BEGIN Records for this task
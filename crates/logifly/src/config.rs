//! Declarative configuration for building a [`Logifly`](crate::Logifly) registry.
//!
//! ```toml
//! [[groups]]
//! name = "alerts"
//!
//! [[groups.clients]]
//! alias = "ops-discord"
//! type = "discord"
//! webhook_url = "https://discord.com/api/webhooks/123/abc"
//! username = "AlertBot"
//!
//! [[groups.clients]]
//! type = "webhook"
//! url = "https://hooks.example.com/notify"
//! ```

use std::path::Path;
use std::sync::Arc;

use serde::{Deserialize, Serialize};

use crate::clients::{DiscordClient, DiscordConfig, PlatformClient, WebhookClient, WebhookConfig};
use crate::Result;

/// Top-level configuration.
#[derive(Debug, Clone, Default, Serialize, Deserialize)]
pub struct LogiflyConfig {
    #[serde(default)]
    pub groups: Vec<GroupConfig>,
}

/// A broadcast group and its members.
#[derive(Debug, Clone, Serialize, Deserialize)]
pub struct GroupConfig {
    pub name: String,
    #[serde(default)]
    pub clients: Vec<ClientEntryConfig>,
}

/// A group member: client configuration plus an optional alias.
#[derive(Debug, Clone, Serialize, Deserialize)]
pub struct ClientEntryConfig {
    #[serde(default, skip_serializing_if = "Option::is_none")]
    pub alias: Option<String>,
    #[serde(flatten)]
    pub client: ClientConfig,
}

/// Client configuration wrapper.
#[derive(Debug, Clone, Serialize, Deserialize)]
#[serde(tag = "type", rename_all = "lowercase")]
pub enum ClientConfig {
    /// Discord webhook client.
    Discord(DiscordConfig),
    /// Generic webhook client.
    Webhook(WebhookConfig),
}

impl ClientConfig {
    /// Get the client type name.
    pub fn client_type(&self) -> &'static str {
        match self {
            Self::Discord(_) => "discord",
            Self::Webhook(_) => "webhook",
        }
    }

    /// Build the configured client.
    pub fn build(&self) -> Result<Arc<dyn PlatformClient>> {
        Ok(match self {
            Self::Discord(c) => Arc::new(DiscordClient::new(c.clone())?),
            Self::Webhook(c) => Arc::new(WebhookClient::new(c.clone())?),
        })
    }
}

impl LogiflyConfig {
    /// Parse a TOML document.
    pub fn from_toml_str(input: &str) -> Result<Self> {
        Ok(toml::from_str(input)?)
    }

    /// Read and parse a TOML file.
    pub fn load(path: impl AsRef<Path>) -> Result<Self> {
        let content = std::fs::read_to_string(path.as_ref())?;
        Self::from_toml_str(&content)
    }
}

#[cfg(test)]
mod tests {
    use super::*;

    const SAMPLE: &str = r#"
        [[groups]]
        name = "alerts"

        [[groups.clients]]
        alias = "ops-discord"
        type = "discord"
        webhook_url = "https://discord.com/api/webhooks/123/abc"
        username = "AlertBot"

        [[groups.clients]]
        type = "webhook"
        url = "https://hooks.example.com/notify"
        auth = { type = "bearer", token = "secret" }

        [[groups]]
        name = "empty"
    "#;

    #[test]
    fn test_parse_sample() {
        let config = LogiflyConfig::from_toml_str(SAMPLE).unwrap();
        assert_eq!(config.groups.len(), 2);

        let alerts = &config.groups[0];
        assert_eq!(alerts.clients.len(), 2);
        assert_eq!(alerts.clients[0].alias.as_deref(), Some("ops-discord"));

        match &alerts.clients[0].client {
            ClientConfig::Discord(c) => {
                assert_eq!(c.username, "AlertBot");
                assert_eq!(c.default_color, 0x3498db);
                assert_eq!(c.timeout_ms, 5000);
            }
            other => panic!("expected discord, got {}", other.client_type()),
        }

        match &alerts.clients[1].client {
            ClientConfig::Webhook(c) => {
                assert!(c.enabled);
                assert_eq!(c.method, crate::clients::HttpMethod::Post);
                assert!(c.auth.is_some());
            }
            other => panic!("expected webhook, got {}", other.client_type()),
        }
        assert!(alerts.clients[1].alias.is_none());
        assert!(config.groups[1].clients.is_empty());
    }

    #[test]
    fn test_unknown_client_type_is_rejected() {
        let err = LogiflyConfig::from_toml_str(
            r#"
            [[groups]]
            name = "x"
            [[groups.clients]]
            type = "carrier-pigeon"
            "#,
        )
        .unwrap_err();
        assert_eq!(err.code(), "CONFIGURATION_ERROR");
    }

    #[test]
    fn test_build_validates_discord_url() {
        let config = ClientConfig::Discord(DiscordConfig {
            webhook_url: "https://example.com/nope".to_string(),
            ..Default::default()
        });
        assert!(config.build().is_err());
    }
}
END Records for this task
### Problem details
Considering each line of the material above, count those with the word "Result" and give only the number.

### Response
4